I just want to add on to a post Matt Elliott at Ford For Toronto wrote last week called ‘Lame Budge Analogies’. It’s one I highly recommend everyone take a look at as it deals with budgetary decisions and the argument fiscal conservatives like to use that really doesn’t hold up in the light of day. ‘Governments need to run their finances like a household’, we’re told and the first time I remember hearing it was from a cheque book waving Preston Manning back in the early days of the Reform Party.
Governmental institutions, on the other hand, are more enduring for the most part. Stable democracies like ours don’t have to plan for their old age and retirement. So their fiscal approach is vastly different from those of individual households. Revenues and spending fluctuate, of course, depending on the economic environment but governments, unlike households, continue to maintain an ability to generate income perpetually. So their finances shouldn’t be viewed on a bell curve where one day, sometime in the future, their ability to generate revenue disappears.

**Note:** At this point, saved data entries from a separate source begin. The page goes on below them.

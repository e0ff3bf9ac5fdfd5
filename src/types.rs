//! Commonly used types.
use crate::{Error, ErrorKind};
use serde::{Deserialize, Serialize};
use std::str::FromStr;

/// The severity of a log event.
///
/// # Examples
///
/// The default value:
///
/// ```
/// use logmux::Severity;
///
/// assert_eq!(Severity::default(), Severity::Info);
/// ```
#[allow(missing_docs)]
#[derive(Debug, Clone, Copy, PartialEq, Eq, PartialOrd, Ord, Hash, Serialize, Deserialize)]
#[serde(rename_all = "lowercase")]
pub enum Severity {
    Trace,
    Debug,
    Info,
    Warning,
    Error,
    Critical,
}
impl Severity {
    /// Returns the lowercase name of this severity.
    pub fn as_str(self) -> &'static str {
        match self {
            Severity::Trace => "trace",
            Severity::Debug => "debug",
            Severity::Info => "info",
            Severity::Warning => "warning",
            Severity::Error => "error",
            Severity::Critical => "critical",
        }
    }
}
impl Default for Severity {
    fn default() -> Self {
        Severity::Info
    }
}
impl FromStr for Severity {
    type Err = Error;
    fn from_str(s: &str) -> Result<Self, Error> {
        match s {
            "trace" => Ok(Severity::Trace),
            "debug" => Ok(Severity::Debug),
            "info" => Ok(Severity::Info),
            "warning" => Ok(Severity::Warning),
            "error" => Ok(Severity::Error),
            "critical" => Ok(Severity::Critical),
            _ => track_panic!(ErrorKind::Invalid, "Undefined severity: {:?}", s),
        }
    }
}
//! Messages traveling through the dispatcher queue.
use slog::Logger;
use std::sync::{Arc, Condvar, Mutex};

use crate::event::LogEvent;
use crate::handler::{Handler, HandlerList};
use crate::Result;

pub(crate) enum QueueMessage {
    /// Periodic wakeup from the awaker; carries no event.
    Tick,
    Event(LogEvent),
    AddHandler(Box<dyn Handler>),
    RemoveHandler(String),
    Action(HandlerAction),
    AsyncWait(WaitHandle),
    SyncWait(WaitHandle),
    /// The close sentinel: dispatched to handlers, then the worker stops.
    Close(LogEvent),
}

/// A barrier signaled once the worker has dispatched every event enqueued
/// before it.
#[derive(Debug, Clone)]
pub struct WaitHandle(Arc<WaitInner>);

#[derive(Debug)]
struct WaitInner {
    done: Mutex<bool>,
    cond: Condvar,
}

impl WaitHandle {
    pub(crate) fn new() -> Self {
        WaitHandle(Arc::new(WaitInner {
            done: Mutex::new(false),
            cond: Condvar::new(),
        }))
    }

    /// Returns `true` once the worker has passed this barrier.
    pub fn is_complete(&self) -> bool {
        *self.0.done.lock().unwrap()
    }

    /// Blocks until the worker passes this barrier.
    pub fn wait(&self) {
        let mut done = self.0.done.lock().unwrap();
        while !*done {
            done = self.0.cond.wait(done).unwrap();
        }
    }

    pub(crate) fn complete(&self) {
        *self.0.done.lock().unwrap() = true;
        self.0.cond.notify_all();
    }
}

/// An operation executed on the worker thread against the handler list.
pub(crate) struct HandlerAction {
    pub(crate) run: Box<dyn FnOnce(&Logger, &mut HandlerList) -> Result<()> + Send>,
    pub(crate) done: ActionHandle,
}

/// The completion handle of a queued action.
///
/// The action's result is handed out exactly once: the first
/// [`wait`](ActionHandle::wait) or successful
/// [`try_result`](ActionHandle::try_result) takes it, later calls report
/// plain success.
#[derive(Debug, Clone)]
pub struct ActionHandle(Arc<ActionInner>);

#[derive(Debug)]
struct ActionInner {
    state: Mutex<ActionState>,
    cond: Condvar,
}

#[derive(Debug)]
enum ActionState {
    Pending,
    Done(Result<()>),
    Taken,
}

impl ActionHandle {
    pub(crate) fn new() -> Self {
        ActionHandle(Arc::new(ActionInner {
            state: Mutex::new(ActionState::Pending),
            cond: Condvar::new(),
        }))
    }

    /// Takes the action's result, if it has already run.
    pub fn try_result(&self) -> Option<Result<()>> {
        let mut state = self.0.state.lock().unwrap();
        match std::mem::replace(&mut *state, ActionState::Taken) {
            ActionState::Pending => {
                *state = ActionState::Pending;
                None
            }
            ActionState::Done(result) => Some(result),
            ActionState::Taken => Some(Ok(())),
        }
    }

    /// Blocks until the action has run (or was cancelled by shutdown) and
    /// takes its result.
    pub fn wait(&self) -> Result<()> {
        let mut state = self.0.state.lock().unwrap();
        loop {
            match std::mem::replace(&mut *state, ActionState::Taken) {
                ActionState::Pending => {
                    *state = ActionState::Pending;
                    state = self.0.cond.wait(state).unwrap();
                }
                ActionState::Done(result) => return result,
                ActionState::Taken => return Ok(()),
            }
        }
    }

    pub(crate) fn complete(&self, r: Result<()>) {
        let mut state = self.0.state.lock().unwrap();
        if let ActionState::Pending = *state {
            *state = ActionState::Done(r);
        }
        self.0.cond.notify_all();
    }
}
//! Timed-folder lifecycle: current folders, the archive, and pruning.
use chrono::{DateTime, Utc};
use slog::Logger;
use std::fs;
use std::io;
use std::path::{Path, PathBuf};
use std::thread;
use std::time::Duration;
use uuid::Uuid;

use crate::stamp;

/// Name of the special subdirectory receiving rolled-out timed folders.
pub const ARCHIVE_FOLDER_NAME: &str = "Archive";

const MAX_ATTEMPTS: u32 = 5;

/// Caps applied by [`run_timed_folder_cleanup`].
#[derive(Debug, Clone, Copy)]
pub struct TimedFolderConfig {
    /// Maximum number of timed folders kept directly under the root. One
    /// slot is reserved for the folder of the current activation.
    pub max_current_log_folder_count: u32,

    /// Maximum number of folders kept inside `Archive/`; `0` keeps all.
    pub max_archived_log_folder_count: u32,
}

/// Recognizes a stamp-named folder.
///
/// At the root the name must be the bare stamp token; inside the archive a
/// `-{uuid}` suffix from a collision-resolved move is also accepted.
pub fn is_timed_folder_name(name: &str, allow_move_suffix: bool) -> Option<DateTime<Utc>> {
    let (date, rest) = stamp::try_match(name)?;
    if rest.is_empty() || (allow_move_suffix && rest.starts_with('-')) {
        Some(date)
    } else {
        None
    }
}

/// Enforces the current and archive caps under `root`.
///
/// The whole operation is retried up to five times with a linear backoff on
/// any I/O failure; exhaustion is logged and reported as `false`.
pub fn run_timed_folder_cleanup(
    logger: &Logger,
    root: &Path,
    current_base: Option<&Path>,
    config: &TimedFolderConfig,
) -> bool {
    if config.max_current_log_folder_count == 0 {
        return true;
    }
    for attempt in 1..=MAX_ATTEMPTS {
        match cleanup_once(root, current_base, config) {
            Ok(()) => return true,
            Err(e) => {
                warn!(logger, "timed-folder cleanup failed";
                      "attempt" => attempt, "root" => %root.display(), "error" => %e);
                if attempt < MAX_ATTEMPTS {
                    thread::sleep(Duration::from_millis(u64::from(attempt) * 100));
                }
            }
        }
    }
    error!(logger, "giving up on timed-folder cleanup"; "root" => %root.display());
    false
}

fn cleanup_once(
    root: &Path,
    current_base: Option<&Path>,
    config: &TimedFolderConfig,
) -> io::Result<()> {
    let mut timed = Vec::new();
    let mut archive_path = None;
    for entry in fs::read_dir(root)? {
        let entry = entry?;
        if !entry.file_type()?.is_dir() {
            continue;
        }
        let path = entry.path();
        let name = match path.file_name().and_then(|n| n.to_str()) {
            Some(name) => name.to_owned(),
            None => continue,
        };
        if name.eq_ignore_ascii_case(ARCHIVE_FOLDER_NAME) {
            archive_path = Some(path);
            continue;
        }
        if Some(path.as_path()) == current_base {
            continue;
        }
        if let Some(date) = is_timed_folder_name(&name, false) {
            timed.push((date, path));
        }
    }
    // Most recent first; entry order breaks date ties.
    timed.sort_by(|a, b| b.0.cmp(&a.0));

    let max_current = config.max_current_log_folder_count as usize;
    if timed.len() >= max_current {
        let archive = match &archive_path {
            Some(path) => path.clone(),
            None => {
                let path = root.join(ARCHIVE_FOLDER_NAME);
                fs::create_dir_all(&path)?;
                archive_path = Some(path.clone());
                path
            }
        };
        let excess = timed.len() - (max_current - 1);
        for (_, path) in timed.iter().rev().take(excess) {
            move_into_archive(path, &archive)?;
        }
    }
    if config.max_archived_log_folder_count > 0 {
        if let Some(archive) = &archive_path {
            prune_archive(archive, config.max_archived_log_folder_count as usize)?;
        }
    }
    Ok(())
}

fn move_into_archive(folder: &Path, archive: &Path) -> io::Result<PathBuf> {
    let name = folder
        .file_name()
        .and_then(|n| n.to_str())
        .ok_or_else(|| io::Error::new(io::ErrorKind::InvalidInput, "non UTF-8 folder name"))?;
    let mut target = archive.join(name);
    if target.exists() {
        target = archive.join(format!("{}-{}", name, Uuid::new_v4()));
    }
    fs::rename(folder, &target)?;
    Ok(target)
}

fn prune_archive(archive: &Path, max_archived: usize) -> io::Result<()> {
    let mut archived = Vec::new();
    for entry in fs::read_dir(archive)? {
        let entry = entry?;
        if !entry.file_type()?.is_dir() {
            continue;
        }
        let path = entry.path();
        let name = match path.file_name().and_then(|n| n.to_str()) {
            Some(name) => name.to_owned(),
            None => continue,
        };
        if let Some(date) = is_timed_folder_name(&name, true) {
            archived.push((date, path));
        }
    }
    archived.sort_by(|a, b| b.0.cmp(&a.0));
    for (_, path) in archived.iter().skip(max_archived) {
        fs::remove_dir_all(path)?;
    }
    Ok(())
}
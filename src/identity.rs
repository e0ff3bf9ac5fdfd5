//! Process-level identity metadata broadcast to handlers.
use std::collections::BTreeMap;
use std::env;
use std::fmt::Write as _;

use crate::{ErrorKind, Result};

/// Tag carried by the full identity-card event emitted at worker startup.
pub const TAG_IDENTITY_CARD_FULL: &str = "IdentityCard";

/// Tag carried by events whose payload updates the identity card.
pub const TAG_IDENTITY_CARD_UPDATE: &str = "IdentityCardUpdate";

/// A key/value card describing the running process.
///
/// The card is broadcast as a special event when the sink worker starts, and
/// producers may extend it at run time by submitting events tagged
/// [`TAG_IDENTITY_CARD_UPDATE`] whose text is a [`to_payload`](IdentityCard::to_payload)
/// encoding of the added entries.
#[derive(Debug, Clone, Default, PartialEq, Eq)]
pub struct IdentityCard {
    entries: BTreeMap<String, String>,
}

impl IdentityCard {
    /// Makes an empty card.
    pub fn new() -> Self {
        Self::default()
    }

    /// Makes a card seeded with basic process information.
    pub fn with_process_info() -> Self {
        let mut card = Self::new();
        card.set("process_id", &std::process::id().to_string());
        card.set("os", env::consts::OS);
        card.set("arch", env::consts::ARCH);
        if let Ok(exe) = env::current_exe() {
            if let Some(name) = exe.file_name().and_then(|n| n.to_str()) {
                card.set("executable", name);
            }
        }
        card
    }

    /// Sets an entry, returning `true` if the card changed.
    pub fn set(&mut self, key: &str, value: &str) -> bool {
        if self.entries.get(key).map(String::as_str) == Some(value) {
            return false;
        }
        self.entries.insert(key.to_owned(), value.to_owned());
        true
    }

    /// Looks up an entry.
    pub fn get(&self, key: &str) -> Option<&str> {
        self.entries.get(key).map(String::as_str)
    }

    /// Returns `true` if the card has no entries.
    pub fn is_empty(&self) -> bool {
        self.entries.is_empty()
    }

    /// Merges `pairs` into this card, returning `true` if anything changed.
    pub fn merge<I>(&mut self, pairs: I) -> bool
    where
        I: IntoIterator<Item = (String, String)>,
    {
        let mut changed = false;
        for (key, value) in pairs {
            changed |= self.set(&key, &value);
        }
        changed
    }

    /// Encodes the card as newline-separated `key=value` lines.
    pub fn to_payload(&self) -> String {
        let mut out = String::new();
        for (key, value) in &self.entries {
            let _ = writeln!(out, "{}={}", key, value);
        }
        out
    }

    /// Decodes a `key=value` payload.
    ///
    /// Fails on any non-empty line without a `=` separator or with an empty
    /// key; the caller suppresses the carrying event in that case.
    pub fn parse_payload(payload: &str) -> Result<Vec<(String, String)>> {
        let mut pairs = Vec::new();
        for line in payload.lines() {
            if line.is_empty() {
                continue;
            }
            match line.find('=') {
                Some(0) | None => {
                    track_panic!(ErrorKind::Invalid, "Malformed identity line: {:?}", line)
                }
                Some(at) => pairs.push((line[..at].to_owned(), line[at + 1..].to_owned())),
            }
        }
        Ok(pairs)
    }
}
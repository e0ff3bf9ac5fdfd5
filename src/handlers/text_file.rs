//! The text-file handler.
use chrono::Duration;
use slog::Logger;

use crate::config::{HandlerConfig, TextFileConfig};
use crate::event::LogEvent;
use crate::folders::TimedFolderConfig;
use crate::handler::{Handler, SinkServices};
use crate::handlers::format_event_line;
use crate::output::{FileOutputOptions, Reconfigure, RotatingFileOutput};
use crate::{ErrorKind, Result};

/// Writes each event as a text line into a [`RotatingFileOutput`].
///
/// Timed-folder cleanup runs eagerly at activation; file housekeeping runs
/// from the periodic timer, every `housekeeping_rate` ticks.
pub struct TextFileHandler {
    logger: Logger,
    identity: String,
    config: TextFileConfig,
    output: RotatingFileOutput,
    ticks_until_housekeeping: u32,
}

impl TextFileHandler {
    /// Makes a new handler from its configuration.
    pub fn new(config: TextFileConfig, services: &SinkServices) -> Result<Self> {
        let identity = config.path.to_string_lossy().into_owned();
        let logger = services
            .logger
            .new(o!("component" => "text-file", "path" => identity.clone()));
        let output = track!(RotatingFileOutput::new(
            logger.clone(),
            &config.path,
            Self::output_options(&config),
        ))?;
        Ok(TextFileHandler {
            logger,
            identity,
            ticks_until_housekeeping: config.housekeeping_rate,
            config,
            output,
        })
    }

    fn output_options(config: &TextFileConfig) -> FileOutputOptions {
        FileOutputOptions {
            file_name_suffix: config.file_name_suffix.clone(),
            max_count_per_file: config.max_count_per_file,
            use_gzip: config.use_gzip_compression,
            timed_folders: config.timed_folders_enabled(),
            last_run_file_name: if config.with_last_run_symlink {
                Some(config.last_run_file_name.clone())
            } else {
                None
            },
        }
    }

    fn timed_folder_config(&self) -> TimedFolderConfig {
        TimedFolderConfig {
            max_current_log_folder_count: self.config.max_current_log_folder_count,
            max_archived_log_folder_count: self.config.max_archived_log_folder_count,
        }
    }

    fn housekeeping_configured(&self) -> bool {
        self.config.housekeeping_rate > 0
            && (self.config.minimum_time_to_keep_secs > 0
                || self.config.maximum_total_bytes_to_keep > 0)
    }
}

impl Handler for TextFileHandler {
    fn identity(&self) -> &str {
        &self.identity
    }

    fn activate(&mut self) -> Result<()> {
        if !self.output.initialize() {
            track_panic!(ErrorKind::Io, "Cannot initialize the log directory: {}", self.identity);
        }
        if self.config.timed_folders_enabled() {
            // Folder lifecycle is enforced at activation boundaries only.
            if !self.output.run_timed_folder_cleanup(&self.timed_folder_config()) {
                warn!(self.logger, "timed-folder cleanup did not complete");
            }
        }
        self.ticks_until_housekeeping = self.config.housekeeping_rate;
        Ok(())
    }

    fn deactivate(&mut self) -> Result<()> {
        self.output.deactivate();
        Ok(())
    }

    fn handle(&mut self, event: &LogEvent) -> Result<()> {
        let line = format_event_line(event);
        track!(self.output.write_entry(line.as_bytes()))
    }

    fn on_timer(&mut self, _elapsed: std::time::Duration) -> Result<()> {
        if !self.housekeeping_configured() {
            return Ok(());
        }
        self.ticks_until_housekeeping = self.ticks_until_housekeeping.saturating_sub(1);
        if self.ticks_until_housekeeping > 0 {
            return Ok(());
        }
        self.ticks_until_housekeeping = self.config.housekeeping_rate;
        track!(self.output.run_file_housekeeping(
            Duration::seconds(self.config.minimum_time_to_keep_secs as i64),
            self.config.maximum_total_bytes_to_keep,
        ))
    }

    fn apply_configuration(&mut self, config: &HandlerConfig) -> Result<bool> {
        let incoming = match config {
            HandlerConfig::TextFile(c) if c.path == self.config.path => c,
            _ => return Ok(false),
        };
        let timed_changes = incoming.timed_folders_enabled() != self.config.timed_folders_enabled();
        track!(self.output.reconfigure(Reconfigure {
            file_name_suffix: Some(incoming.file_name_suffix.clone()),
            max_count_per_file: Some(incoming.max_count_per_file),
            use_gzip: Some(incoming.use_gzip_compression),
            timed_folders: Some(incoming.timed_folders_enabled()),
            last_run_file_name: Some(if incoming.with_last_run_symlink {
                Some(incoming.last_run_file_name.clone())
            } else {
                None
            }),
        }))?;
        self.config = incoming.clone();
        self.ticks_until_housekeeping = self.config.housekeeping_rate;
        if timed_changes && self.config.timed_folders_enabled() {
            let _ = self.output.run_timed_folder_cleanup(&self.timed_folder_config());
        }
        Ok(true)
    }
}

#[cfg(test)]
mod tests {
    use super::*;
    use crate::event::{EventPool, Monitor, Tags};
    use crate::identity::IdentityCard;
    use crate::types::Severity;
    use std::fs;
    use std::sync::{Arc, Mutex};
    use tempfile::{Builder as TempDirBuilder, TempDir};

    fn services() -> SinkServices {
        SinkServices {
            logger: Logger::root(slog::Discard, o!()),
            identity_card: Arc::new(Mutex::new(IdentityCard::new())),
        }
    }

    fn event(text: &str) -> LogEvent {
        let pool = EventPool::new();
        let monitor = Monitor::new(pool);
        monitor.create_event(Severity::Info, Tags::new(), text, None)
    }

    #[test]
    fn events_end_up_in_finalized_files() {
        let dir = tempdir();
        let mut config = TextFileConfig::new(dir.path());
        config.max_count_per_file = 1;
        let mut handler = TextFileHandler::new(config, &services()).unwrap();
        handler.activate().unwrap();
        handler.handle(&event("first line")).unwrap();
        handler.handle(&event("second line")).unwrap();
        handler.deactivate().unwrap();

        let mut contents = Vec::new();
        for entry in fs::read_dir(dir.path()).unwrap() {
            contents.push(fs::read_to_string(entry.unwrap().path()).unwrap());
        }
        assert_eq!(contents.len(), 2);
        assert!(contents.iter().any(|c| c.contains("first line")));
        assert!(contents.iter().any(|c| c.contains("second line")));
    }

    #[test]
    fn configuration_with_another_path_is_declined() {
        let dir = tempdir();
        let other = tempdir();
        let mut handler =
            TextFileHandler::new(TextFileConfig::new(dir.path()), &services()).unwrap();
        handler.activate().unwrap();
        let claimed = handler
            .apply_configuration(&HandlerConfig::TextFile(TextFileConfig::new(other.path())))
            .unwrap();
        assert!(!claimed);
        let mut same = TextFileConfig::new(dir.path());
        same.max_count_per_file = 7;
        let claimed = handler
            .apply_configuration(&HandlerConfig::TextFile(same))
            .unwrap();
        assert!(claimed);
        assert_eq!(handler.config.max_count_per_file, 7);
    }

    #[test]
    fn housekeeping_runs_on_the_configured_cadence() {
        let dir = tempdir();
        let mut config = TextFileConfig::new(dir.path());
        config.housekeeping_rate = 3;
        config.minimum_time_to_keep_secs = 60;
        let mut handler = TextFileHandler::new(config, &services()).unwrap();
        handler.activate().unwrap();

        // Plant a stale file that only housekeeping would remove.
        let stale = dir.path().join(format!(
            "{}.ckmon",
            crate::stamp::format_stamp(chrono::Utc::now() - Duration::days(30))
        ));
        fs::write(&stale, b"old").unwrap();

        let tick = std::time::Duration::from_millis(500);
        handler.on_timer(tick).unwrap();
        handler.on_timer(tick).unwrap();
        assert!(stale.exists());
        handler.on_timer(tick).unwrap();
        assert!(!stale.exists());
    }

    #[test]
    fn activation_cycles_roll_timed_folders_into_the_archive() {
        let dir = tempdir();
        let mut config = TextFileConfig::new(dir.path());
        config.max_count_per_file = 1;
        config.max_current_log_folder_count = 2;
        config.max_archived_log_folder_count = 5;
        let mut handler = TextFileHandler::new(config, &services()).unwrap();

        for cycle in 0..8 {
            handler.activate().unwrap();
            handler.handle(&event(&format!("cycle {}", cycle))).unwrap();
            handler.deactivate().unwrap();
        }

        let archive = dir.path().join(crate::folders::ARCHIVE_FOLDER_NAME);
        let timed_at = |path: &std::path::Path, allow_suffix: bool| {
            fs::read_dir(path)
                .unwrap()
                .map(|e| e.unwrap())
                .filter(|e| {
                    e.path().is_dir()
                        && e.file_name()
                            .to_str()
                            .and_then(|n| {
                                crate::folders::is_timed_folder_name(n, allow_suffix)
                            })
                            .is_some()
                })
                .count()
        };
        assert!(timed_at(dir.path(), false) <= 2);
        assert!(archive.is_dir());
        assert!(timed_at(&archive, true) <= 5);
        assert!(timed_at(&archive, true) >= 1);
    }

    fn tempdir() -> TempDir {
        TempDirBuilder::new()
            .prefix("logmux_test")
            .tempdir()
            .expect("Cannot create a temporary directory")
    }
}
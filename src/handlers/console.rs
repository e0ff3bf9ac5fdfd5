//! The console handler.
use std::io::{self, Write};
use std::time::Duration;

use crate::config::{ConsoleConfig, HandlerConfig};
use crate::event::LogEvent;
use crate::handler::Handler;
use crate::handlers::format_event_line;
use crate::{Error, Result};

const CONSOLE_IDENTITY: &str = "console";

/// Writes formatted events to stdout or stderr.
#[derive(Debug)]
pub struct ConsoleHandler {
    config: ConsoleConfig,
}

impl ConsoleHandler {
    /// Makes a new console handler.
    pub fn new(config: ConsoleConfig) -> Self {
        ConsoleHandler { config }
    }
}

impl Handler for ConsoleHandler {
    fn identity(&self) -> &str {
        CONSOLE_IDENTITY
    }

    fn activate(&mut self) -> Result<()> {
        Ok(())
    }

    fn deactivate(&mut self) -> Result<()> {
        Ok(())
    }

    fn handle(&mut self, event: &LogEvent) -> Result<()> {
        let line = format_event_line(event);
        let result = if self.config.use_stderr {
            io::stderr().lock().write_all(line.as_bytes())
        } else {
            io::stdout().lock().write_all(line.as_bytes())
        };
        track!(result.map_err(Error::from))
    }

    fn on_timer(&mut self, _elapsed: Duration) -> Result<()> {
        Ok(())
    }

    fn apply_configuration(&mut self, config: &HandlerConfig) -> Result<bool> {
        match config {
            HandlerConfig::Console(c) => {
                self.config = c.clone();
                Ok(true)
            }
            _ => Ok(false),
        }
    }
}
//! Retrieval cache configuration.

use derive_getters::Getters;
use serde::{Deserialize, Serialize};
use std::path::PathBuf;

/// Configuration for the retrieval cache.
#[derive(
    Debug,
    Clone,
    PartialEq,
    Eq,
    Serialize,
    Deserialize,
    Getters,
    derive_setters::Setters,
    derive_builder::Builder,
)]
#[setters(prefix = "with_", into)]
#[builder(setter(into))]
pub struct RetrievalCacheConfig {
    /// Directory holding one subdirectory per cached record
    #[serde(default = "default_root")]
    #[builder(default = "default_root()")]
    root: PathBuf,
}

fn default_root() -> PathBuf {
    PathBuf::from("tmp/cirrus_cache")
}

impl Default for RetrievalCacheConfig {
    fn default() -> Self {
        Self {
            root: default_root(),
        }
    }
}

impl RetrievalCacheConfig {
    /// Configuration caching under `root`.
    pub fn new(root: impl Into<PathBuf>) -> Self {
        Self { root: root.into() }
    }
}

#[cfg(test)]
mod tests {
    use super::*;

    #[test]
    fn test_builder_defaults_root() {
        let config = RetrievalCacheConfigBuilder::default().build().unwrap();
        assert_eq!(config, RetrievalCacheConfig::default());

        let config = RetrievalCacheConfigBuilder::default()
            .root("/var/cache/cirrus")
            .build()
            .unwrap();
        assert_eq!(config.root(), &PathBuf::from("/var/cache/cirrus"));
    }
}
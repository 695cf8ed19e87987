//! Storage error types.

/// Kinds of storage errors.
#[derive(Debug, Clone, PartialEq, Eq, Hash, PartialOrd, Ord, derive_more::Display)]
pub enum StorageErrorKind {
    /// Required backend settings are missing. Never retried.
    #[display("Backend not configured: {}", _0)]
    Configuration(String),
    /// Object is absent at the backend
    #[display("Object not found: {}", _0)]
    NotFound(String),
    /// Network or service failure, including timeouts. Eligible for a caller retry.
    #[display("Transient backend failure: {}", _0)]
    Transient(String),
    /// Basename collides with the reserved encoded-key pattern
    #[display("Invalid object key: {}", _0)]
    InvalidKey(String),
    /// Downloaded content failed verification
    #[display("Integrity check failed: {}", _0)]
    Integrity(String),
    /// Operation is not supported by this backend
    #[display("Unsupported operation: {}", _0)]
    Unsupported(String),
    /// Failed to create storage directory
    #[display("Failed to create storage directory: {}", _0)]
    DirectoryCreation(String),
    /// Failed to write file
    #[display("Failed to write file: {}", _0)]
    FileWrite(String),
    /// Failed to read file
    #[display("Failed to read file: {}", _0)]
    FileRead(String),
}

/// Storage error with location tracking.
///
/// # Examples
///
/// ```
/// use cirrus_error::{StorageError, StorageErrorKind};
///
/// let err = StorageError::new(StorageErrorKind::NotFound("/path/to/file".to_string()));
/// assert!(format!("{}", err).contains("not found"));
/// assert!(err.is_not_found());
/// ```
#[derive(Debug, Clone, derive_more::Display, derive_more::Error)]
#[display("Storage Error: {} at line {} in {}", kind, line, file)]
pub struct StorageError {
    /// The kind of error that occurred
    pub kind: StorageErrorKind,
    /// Line number where error was created
    pub line: u32,
    /// File where error was created
    pub file: &'static str,
}

impl StorageError {
    /// Create a new storage error with automatic location tracking.
    #[track_caller]
    pub fn new(kind: StorageErrorKind) -> Self {
        let location = std::panic::Location::caller();
        Self {
            kind,
            line: location.line(),
            file: location.file(),
        }
    }

    /// Whether a caller may reasonably retry the failed operation.
    pub fn is_transient(&self) -> bool {
        matches!(self.kind, StorageErrorKind::Transient(_))
    }

    /// Whether the object was absent at the backend.
    pub fn is_not_found(&self) -> bool {
        matches!(self.kind, StorageErrorKind::NotFound(_))
    }
}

Operating under such a narrow conceit also reveals a fundamental misunderstanding of the role of government assuming, of course, it’s arrived at genuinely if more than a little misguidedly. I can’t help thinking, however, that because it’s a concept utilized mainly by right wing ideologues intent on shrinking the role of government in our lives, it’s little more than a ruse. A ‘lame budget analogy’ as Matt Elliott called it that is so appealing in its apparent common sense that it’s used to hijack a more honest discussion we need to be having. Not surprising really as the last thing our modern conservatives really want at this point is an honest discussion.